Het betreft de toepassing van standaard aluminium daktrimmen welke bedoeld zijn voor daken met een bitumineuze dakbedekking. Met andere woorden, de EPDM dakrandstroken zijn verlijmd op de flens van de daktrimmen (foto’s IMG_6062 en IMG_6065). Dit is bij EPDM niet toegestaan. Overeenkomstig de Vakrichtlijn voor gesloten dakbedekkingssystemen 2018, uitgave 2018 – Deel E Blad 61 / detail code DR 01 K6 of DR 02 K6 hadden hier aluminium enkel trimmen dan wel afdekkappen toegepast moeten worden. De omvang van de klacht(en) is ernstig en herstel is mogelijk maar dan alleen door de uitgevoerde werkzaamheden (volledige dakrenovatie) opnieuw uit te voeren. Wat zullen de herstelkosten hiervan zijn (inclusief BTW)? Rekening houdend met prijsstijgingen en dergelijke € 25.000,–.
Beoordeling van het geschil
De commissie heeft het volgende overwogen.
Bij de behandeling van de klacht is ter zitting gebleken dat met behulp van het deskundigenrapport geen antwoord kan worden gegeven op de klachten omdat op basis van de foto’s de commissie niet goed kan waarnemen hoe de constructie onder de plaat is en hoe deze zich verhoudt tot de geformuleerde klacht.
Derhalve wordt als volgt beslist.
Beslissing
De commissie bepaalt dat een (nader) onderzoek zal worden ingesteld door een nader te bepalen deskundige, waarbij in het bijzonder de hiervoor geformuleerde vraagstelling aan de orde zal worden gesteld.
De deskundige zal schriftelijk rapport aan de commissie uitbrengen. Het rapport zal in afschrift aan partijen worden gezonden.
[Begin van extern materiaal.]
//! Fixture file resolution
//!
//! Upload operations take a fixture name resolved against the configured
//! fixtures directory. Resolution and the read happen before any request is
//! sent; this is the only filesystem interaction in the client.

use std::path::{Path, PathBuf};

use crate::error::{AdminClientError, AdminResult};

/// Fixture uploaded by the require-license remediation path
pub const LICENSE_FIXTURE: &str = "license.txt";

/// Resolve a fixture name against the fixtures directory
pub fn resolve(dir: &Path, name: &str) -> AdminResult<PathBuf> {
    let path = dir.join(name);
    if !path.is_file() {
        return Err(AdminClientError::MissingFixture(path));
    }
    Ok(path)
}

/// Read a fixture's bytes, failing with the resolved path on error
pub fn read(dir: &Path, name: &str) -> AdminResult<Vec<u8>> {
    let path = resolve(dir, name)?;
    std::fs::read(&path).map_err(|source| AdminClientError::FixtureRead { path, source })
}

#[cfg(test)]
#[allow(clippy::unwrap_used)]
mod tests {
    use super::*;
    use std::fs;

    #[test]
    fn test_resolve_existing_fixture() {
        let dir = tempfile::tempdir().unwrap();
        fs::write(dir.path().join("license.txt"), b"license-data").unwrap();

        let path = resolve(dir.path(), "license.txt").unwrap();
        assert_eq!(path, dir.path().join("license.txt"));
    }

    #[test]
    fn test_missing_fixture_is_an_error() {
        let dir = tempfile::tempdir().unwrap();

        let err = resolve(dir.path(), "absent.txt").unwrap_err();
        match err {
            AdminClientError::MissingFixture(path) => {
                assert_eq!(path, dir.path().join("absent.txt"));
            }
            other => panic!("Expected MissingFixture, got: {:?}", other),
        }
    }

    #[test]
    fn test_read_returns_fixture_bytes() {
        let dir = tempfile::tempdir().unwrap();
        fs::write(dir.path().join("license.txt"), b"license-data").unwrap();

        let bytes = read(dir.path(), "license.txt").unwrap();
        assert_eq!(bytes, b"license-data");
    }

    #[test]
    fn test_directory_does_not_resolve_as_fixture() {
        let dir = tempfile::tempdir().unwrap();
        fs::create_dir(dir.path().join("license.txt")).unwrap();

        assert!(matches!(
            resolve(dir.path(), "license.txt"),
            Err(AdminClientError::MissingFixture(_))
        ));
    }
}
impl BusInner {
    fn snapshot(&self, event_type: &str) -> Vec<Arc<Subscription>> {
        self.subscriptions
            .read()
            .get(event_type)
            .cloned()
            .unwrap_or_default()
    }

    fn enqueue(&self, tx: &mpsc::Sender<Event>, event: Event) -> Result<()> {
        self.counters.pending.fetch_add(1, Ordering::Relaxed);
        match tx.try_send(event) {
            Ok(()) => Ok(()),
            Err(TrySendError::Full(event)) => {
                self.counters.dec_pending();
                self.counters.failed.fetch_add(1, Ordering::Relaxed);
                tracing::warn!(
                    event_type = %event.event_type,
                    event_id = %event.id,
                    "Event channel full"
                );
                Err(Error::QueueFull)
            }
            Err(TrySendError::Closed(_)) => {
                self.counters.dec_pending();
                Err(Error::Cancelled)
            }
        }
    }

    /// Run one handler on its own task under the subscription timeout.
    async fn invoke(&self, sub: &Subscription, event: &Event) -> Result<()> {
        let handler = Arc::clone(&sub.handler);
        let name = handler.name().to_string();
        let timeout = if sub.options.timeout.is_zero() {
            self.config.handler_timeout()
        } else {
            sub.options.timeout
        };

        let owned = event.clone();
        let mut task = tokio::spawn(async move { handler.handle(&owned).await });
        match tokio::time::timeout(timeout, &mut task).await {
            Ok(Ok(Ok(()))) => Ok(()),
            Ok(Ok(Err(e))) => Err(Error::HandlerFailed {
                handler: name,
                reason: format!("{e:#}"),
            }),
            Ok(Err(e)) if e.is_panic() => Err(Error::HandlerPanic {
                handler: name,
                message: panic_message(e.into_panic()),
            }),
            Ok(Err(e)) => Err(Error::HandlerFailed {
                handler: name,
                reason: e.to_string(),
            }),
            Err(_) => {
                task.abort();
                Err(Error::HandlerTimeout {
                    handler: name,
                    timeout,
                })
            }
        }
    }

    async fn deliver(&self, worker_id: usize, event: &Event) {
        for sub in self.snapshot(&event.event_type) {
            if !sub.options.is_async {
                continue;
            }
            match self.invoke(&sub, event).await {
                Ok(()) => {
                    self.counters.delivered.fetch_add(1, Ordering::Relaxed);
                }
                Err(e) => {
                    self.counters.failed.fetch_add(1, Ordering::Relaxed);
                    tracing::warn!(
                        worker_id,
                        event_type = %event.event_type,
                        event_id = %event.id,
                        handler = %sub.handler.name(),
                        error = %e,
                        "Async handler failed"
                    );
                }
            }
        }
    }

    fn discard(&self, rx: &mut mpsc::Receiver<Event>, routed: bool) -> u64 {
        rx.close();
        let mut dropped = 0;
        while rx.try_recv().is_ok() {
            if !routed {
                self.counters.dec_pending();
            }
            self.counters.failed.fetch_add(1, Ordering::Relaxed);
            dropped += 1;
        }
        dropped
    }
}
//! End-to-end scheduler scenarios against the in-memory store.
//!
//! This test validates:
//! - A system task firing every second with a registered handler
//! - HTTP retries, with the persisted result reflecting the final attempt
//! - HTTP timeouts recorded in the execution history

use std::sync::Arc;
use std::time::Duration;

use async_trait::async_trait;
use serde_json::json;
use wiremock::matchers::{method, path};
use wiremock::{Mock, MockServer, ResponseTemplate};

use cron_events::config::AppConfig;
use cron_events::registry::{HandlerContext, Params, TaskHandler};
use cron_events::runtime::Runtime;
use cron_events::scheduler::{CreateTaskRequest, ExecResult, ExecStatus};
use cron_events::store::{HistoryFilter, InMemoryStore, SharedStore, Store};

struct Echo;

#[async_trait]
impl TaskHandler for Echo {
    fn name(&self) -> &str {
        "echo"
    }

    fn description(&self) -> &str {
        "returns params.text"
    }

    async fn handle(&self, _ctx: &HandlerContext, params: &Params) -> anyhow::Result<String> {
        Ok(params
            .get("text")
            .and_then(serde_json::Value::as_str)
            .unwrap_or_default()
            .to_string())
    }
}

async fn started() -> (Runtime, SharedStore) {
    let store: SharedStore = Arc::new(InMemoryStore::new());
    let runtime = Runtime::build(AppConfig::default(), Arc::clone(&store)).unwrap();
    runtime.registry().register(Arc::new(Echo)).unwrap();
    runtime.start().await.unwrap();
    (runtime, store)
}

fn request(value: serde_json::Value) -> CreateTaskRequest {
    serde_json::from_value(value).unwrap()
}

/// Poll the history until `task_id` has a result.
async fn first_result(runtime: &Runtime, task_id: &str) -> ExecResult {
    for _ in 0..100 {
        let page = runtime
            .tasks()
            .history(&HistoryFilter::for_task(task_id))
            .await
            .unwrap();
        if let Some(result) = page.items.into_iter().next() {
            return result;
        }
        tokio::time::sleep(Duration::from_millis(50)).await;
    }
    panic!("no execution recorded for {task_id}");
}

#[tokio::test]
async fn test_system_handler_every_second() {
    let (runtime, store) = started().await;

    let info = runtime
        .tasks()
        .create_task(request(json!({
            "name": "echo every second",
            "cron": "*/1 * * * * *",
            "type": "system",
            "config": {
                "handler_name": "echo",
                "parameters": {"text": "hi"},
                "timeout": 5_000_000_000_u64,
                "retry_count": 0
            }
        })))
        .await
        .unwrap();

    tokio::time::sleep(Duration::from_secs(3)).await;
    // waits for an in-flight fire so the counters settle
    runtime.shutdown().await;

    let stats = store.get_stats(&info.task.id).await.unwrap();
    assert!(stats.run_count >= 2, "run_count = {}", stats.run_count);
    assert_eq!(stats.success_count, stats.run_count);
    assert_eq!(stats.failed_count, 0);

    let history = store
        .list_history(&HistoryFilter {
            page_size: 100,
            ..HistoryFilter::for_task(&info.task.id)
        })
        .await
        .unwrap();
    assert!(history.total >= 2);
    for result in &history.items {
        assert_eq!(result.status, ExecStatus::Success);
        assert_eq!(result.output, "hi");
        assert_eq!(result.retry, 0);
        assert!(result.end_time >= result.start_time);
    }
}

#[tokio::test]
async fn test_http_retry_then_success() {
    let server = MockServer::start().await;
    Mock::given(method("GET"))
        .and(path("/flaky"))
        .respond_with(ResponseTemplate::new(500))
        .up_to_n_times(1)
        .mount(&server)
        .await;
    Mock::given(method("GET"))
        .and(path("/flaky"))
        .respond_with(ResponseTemplate::new(200).set_body_string("ok"))
        .mount(&server)
        .await;

    let (runtime, _) = started().await;
    let info = runtime
        .tasks()
        .create_task(request(json!({
            "name": "flaky endpoint",
            "cron": "0 0 0 1 1 *",
            "type": "http",
            "config": {
                "url": format!("{}/flaky", server.uri()),
                "method": "GET",
                "retry_count": 1,
                "retry_delay": 100_000_000_u64,
                "expected_code": 200
            }
        })))
        .await
        .unwrap();
    runtime.tasks().execute_now(&info.task.id).await.unwrap();

    let result = first_result(&runtime, &info.task.id).await;
    assert_eq!(result.status, ExecStatus::Success);
    assert_eq!(result.retry, 1);
    assert_eq!(result.output, "ok");
    assert!(result.error.is_empty());
    assert!(result.duration >= Duration::from_millis(100));

    runtime.shutdown().await;
}

#[tokio::test]
async fn test_http_timeout() {
    let server = MockServer::start().await;
    Mock::given(method("GET"))
        .and(path("/slow"))
        .respond_with(ResponseTemplate::new(200).set_delay(Duration::from_secs(2)))
        .mount(&server)
        .await;

    let (runtime, _) = started().await;
    let info = runtime
        .tasks()
        .create_task(request(json!({
            "name": "slow endpoint",
            "cron": "0 0 0 1 1 *",
            "type": "http",
            "config": {
                "url": format!("{}/slow", server.uri()),
                "timeout": 200_000_000_u64,
                "retry_count": 0
            }
        })))
        .await
        .unwrap();
    runtime.tasks().execute_now(&info.task.id).await.unwrap();

    let result = first_result(&runtime, &info.task.id).await;
    assert_eq!(result.status, ExecStatus::Timeout);
    assert!(!result.error.is_empty());
    assert!(result.duration < Duration::from_secs(2));

    runtime.shutdown().await;
}

#[tokio::test]
async fn test_invalid_cron_is_rejected_immediately() {
    let (runtime, _) = started().await;
    let err = runtime
        .tasks()
        .create_task(request(json!({
            "name": "broken",
            "cron": "every tuesday",
            "type": "system",
            "config": {"handler_name": "echo"}
        })))
        .await
        .unwrap_err();
    assert!(matches!(err, cron_events::Error::InvalidExpression { .. }));
    runtime.shutdown().await;
}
Partijen worden in de gelegenheid gesteld daarop binnen twee weken schriftelijk hun op- en aanmerkingen aan de commissie kenbaar te maken.
Tenzij (één der) partijen uitdrukkelijk te kennen geven (geeft) een nadere mondelinge behandeling op prijs te stellen, zal de commissie vervolgens op basis van de stukken bindend adviseren.
Iedere verdere beslissing wordt aangehouden.
Aldus beslist door de Geschillencommissie Dakbedekking, bestaande uit mevrouw mr. E. van Die, voorzitter, de heer G.J. Admiraal, mevrouw mr. W. van den Berg, leden, op 12 januari 2023.